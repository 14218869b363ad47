pub mod id;
pub mod model;
pub mod patch;
pub mod validate;

pub use id::RecordId;
pub use model::{AdminView, RecordMeta, Table};
pub use patch::Row;
pub use validate::ValidationError;
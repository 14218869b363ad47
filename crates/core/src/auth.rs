//! Admin sign-in and stateless session tokens.
//!
//! Accounts are configured, not stored: each carries an Argon2id PHC hash.
//! A successful sign-in yields an HS256 JWT that admin routes verify on
//! every request. There is no server-side session table.

use argon2::password_hash::rand_core::OsRng;
use argon2::password_hash::{PasswordHash, PasswordHasher, PasswordVerifier, SaltString};
use argon2::Argon2;
use chrono::{Duration, Utc};
use jsonwebtoken::{decode, encode, DecodingKey, EncodingKey, Header, Validation};
use serde::{Deserialize, Serialize};
use thiserror::Error;
use uuid::Uuid;

const FALLBACK_DISPLAY_NAME: &str = "Admin";

#[derive(Debug, Error)]
pub enum AuthError {
    #[error("invalid email or password")]
    InvalidCredentials,

    #[error("invalid or expired session")]
    InvalidToken,

    #[error("password hashing failed: {0}")]
    Hash(String),

    #[error("token signing failed: {0}")]
    Token(#[from] jsonwebtoken::errors::Error),
}

/// The signed-in administrator as the admin UI sees it.
#[derive(Debug, Clone, PartialEq, Eq, Serialize, Deserialize)]
#[serde(rename_all = "camelCase")]
pub struct AdminUser {
    pub id: Uuid,
    pub email: String,
    pub display_name: String,
}

impl AdminUser {
    /// Display name falls back to the email, then to a fixed label.
    pub fn new(id: Uuid, email: &str, display_name: Option<&str>) -> Self {
        let display_name = display_name
            .map(str::trim)
            .filter(|n| !n.is_empty())
            .or_else(|| Some(email.trim()).filter(|e| !e.is_empty()))
            .unwrap_or(FALLBACK_DISPLAY_NAME)
            .to_string();
        Self {
            id,
            email: email.to_string(),
            display_name,
        }
    }
}

/// A configured administrator.
#[derive(Debug, Clone)]
pub struct AdminAccount {
    pub email: String,
    pub password_hash: String,
    pub display_name: Option<String>,
}

impl AdminAccount {
    /// Stable id derived from the email so tokens survive restarts.
    pub fn id(&self) -> Uuid {
        Uuid::new_v5(&Uuid::NAMESPACE_OID, self.email.to_ascii_lowercase().as_bytes())
    }

    pub fn user(&self) -> AdminUser {
        AdminUser::new(self.id(), &self.email, self.display_name.as_deref())
    }
}

/// Hash a plaintext password into an Argon2id PHC string.
pub fn hash_password(password: &str) -> Result<String, AuthError> {
    let salt = SaltString::generate(&mut OsRng);
    let hash = Argon2::default()
        .hash_password(password.as_bytes(), &salt)
        .map_err(|e| AuthError::Hash(e.to_string()))?;
    Ok(hash.to_string())
}

fn verify_password(password: &str, hash: &str) -> Result<bool, AuthError> {
    let parsed = PasswordHash::new(hash).map_err(|e| AuthError::Hash(e.to_string()))?;
    match Argon2::default().verify_password(password.as_bytes(), &parsed) {
        Ok(()) => Ok(true),
        Err(argon2::password_hash::Error::Password) => Ok(false),
        Err(e) => Err(AuthError::Hash(e.to_string())),
    }
}

/// Checks credentials against the configured accounts.
#[derive(Debug, Clone, Default)]
pub struct Authenticator {
    accounts: Vec<AdminAccount>,
}

impl Authenticator {
    pub fn new(accounts: Vec<AdminAccount>) -> Self {
        Self { accounts }
    }

    pub fn sign_in(&self, email: &str, password: &str) -> Result<AdminUser, AuthError> {
        let Some(account) = self
            .accounts
            .iter()
            .find(|a| a.email.eq_ignore_ascii_case(email.trim()))
        else {
            tracing::info!("sign-in rejected: unknown account");
            return Err(AuthError::InvalidCredentials);
        };

        if !verify_password(password, &account.password_hash)? {
            tracing::info!(email = %account.email, "sign-in rejected: wrong password");
            return Err(AuthError::InvalidCredentials);
        }
        tracing::info!(email = %account.email, "admin signed in");
        Ok(account.user())
    }
}

#[derive(Debug, Serialize, Deserialize)]
struct Claims {
    sub: Uuid,
    email: String,
    name: String,
    iat: i64,
    exp: i64,
}

/// Signs and verifies session tokens.
#[derive(Clone)]
pub struct SessionKeys {
    encoding: EncodingKey,
    decoding: DecodingKey,
    ttl: Duration,
}

impl std::fmt::Debug for SessionKeys {
    fn fmt(&self, f: &mut std::fmt::Formatter<'_>) -> std::fmt::Result {
        f.debug_struct("SessionKeys")
            .field("ttl", &self.ttl)
            .finish_non_exhaustive()
    }
}

/// An issued token and when it stops being accepted.
#[derive(Debug, Clone, Serialize)]
#[serde(rename_all = "camelCase")]
pub struct Session {
    pub token: String,
    pub expires_at: chrono::DateTime<Utc>,
    pub user: AdminUser,
}

impl SessionKeys {
    pub fn new(secret: &str, ttl: Duration) -> Self {
        Self {
            encoding: EncodingKey::from_secret(secret.as_bytes()),
            decoding: DecodingKey::from_secret(secret.as_bytes()),
            ttl,
        }
    }

    pub fn issue(&self, user: &AdminUser) -> Result<Session, AuthError> {
        let now = Utc::now();
        let expires_at = now + self.ttl;
        let claims = Claims {
            sub: user.id,
            email: user.email.clone(),
            name: user.display_name.clone(),
            iat: now.timestamp(),
            exp: expires_at.timestamp(),
        };
        let token = encode(&Header::default(), &claims, &self.encoding)?;
        Ok(Session {
            token,
            expires_at,
            user: user.clone(),
        })
    }

    /// Any signature, format or expiry problem is [`AuthError::InvalidToken`].
    pub fn verify(&self, token: &str) -> Result<AdminUser, AuthError> {
        let data = decode::<Claims>(token, &self.decoding, &Validation::default()).map_err(|e| {
            tracing::debug!(error = %e, "session token rejected");
            AuthError::InvalidToken
        })?;
        let claims = data.claims;
        Ok(AdminUser {
            id: claims.sub,
            email: claims.email,
            display_name: claims.name,
        })
    }
}

#[cfg(test)]
mod tests {
    use super::*;

    fn account(password: &str) -> AdminAccount {
        AdminAccount {
            email: "admin@example.com".into(),
            password_hash: hash_password(password).unwrap(),
            display_name: None,
        }
    }

    #[test]
    fn display_name_falls_back_to_email_then_label() {
        let id = Uuid::new_v4();
        assert_eq!(AdminUser::new(id, "a@b.c", Some("山田")).display_name, "山田");
        assert_eq!(AdminUser::new(id, "a@b.c", Some("  ")).display_name, "a@b.c");
        assert_eq!(AdminUser::new(id, "", None).display_name, "Admin");
    }

    #[test]
    fn sign_in_checks_the_password() {
        let auth = Authenticator::new(vec![account("correct-horse")]);

        let user = auth.sign_in("ADMIN@example.com", "correct-horse").unwrap();
        assert_eq!(user.email, "admin@example.com");
        assert!(matches!(
            auth.sign_in("admin@example.com", "wrong"),
            Err(AuthError::InvalidCredentials)
        ));
        assert!(matches!(
            auth.sign_in("other@example.com", "correct-horse"),
            Err(AuthError::InvalidCredentials)
        ));
    }

    #[test]
    fn account_id_is_stable() {
        let a = account("x");
        assert_eq!(a.id(), a.id());
        assert_eq!(a.user().id, a.id());
    }

    #[test]
    fn issued_token_verifies() {
        let keys = SessionKeys::new("secret", Duration::hours(1));
        let user = AdminUser::new(Uuid::new_v4(), "admin@example.com", Some("管理者"));

        let session = keys.issue(&user).unwrap();
        assert_eq!(keys.verify(&session.token).unwrap(), user);
    }

    #[test]
    fn token_from_other_secret_is_rejected() {
        let user = AdminUser::new(Uuid::new_v4(), "admin@example.com", None);
        let session = SessionKeys::new("one", Duration::hours(1)).issue(&user).unwrap();

        let other = SessionKeys::new("two", Duration::hours(1));
        assert!(matches!(other.verify(&session.token), Err(AuthError::InvalidToken)));
        assert!(matches!(other.verify("not-a-jwt"), Err(AuthError::InvalidToken)));
    }

    #[test]
    fn expired_token_is_rejected() {
        let keys = SessionKeys::new("secret", Duration::hours(-2));
        let user = AdminUser::new(Uuid::new_v4(), "admin@example.com", None);
        let session = keys.issue(&user).unwrap();
        assert!(matches!(keys.verify(&session.token), Err(AuthError::InvalidToken)));
    }
}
-------
-- TRY IT --
Reproduce each line of the material that mentions "into".

-- ANSWER BOX --
/// Hash a plaintext password into an Argon2id PHC string.
            email: "admin@example.com".into(),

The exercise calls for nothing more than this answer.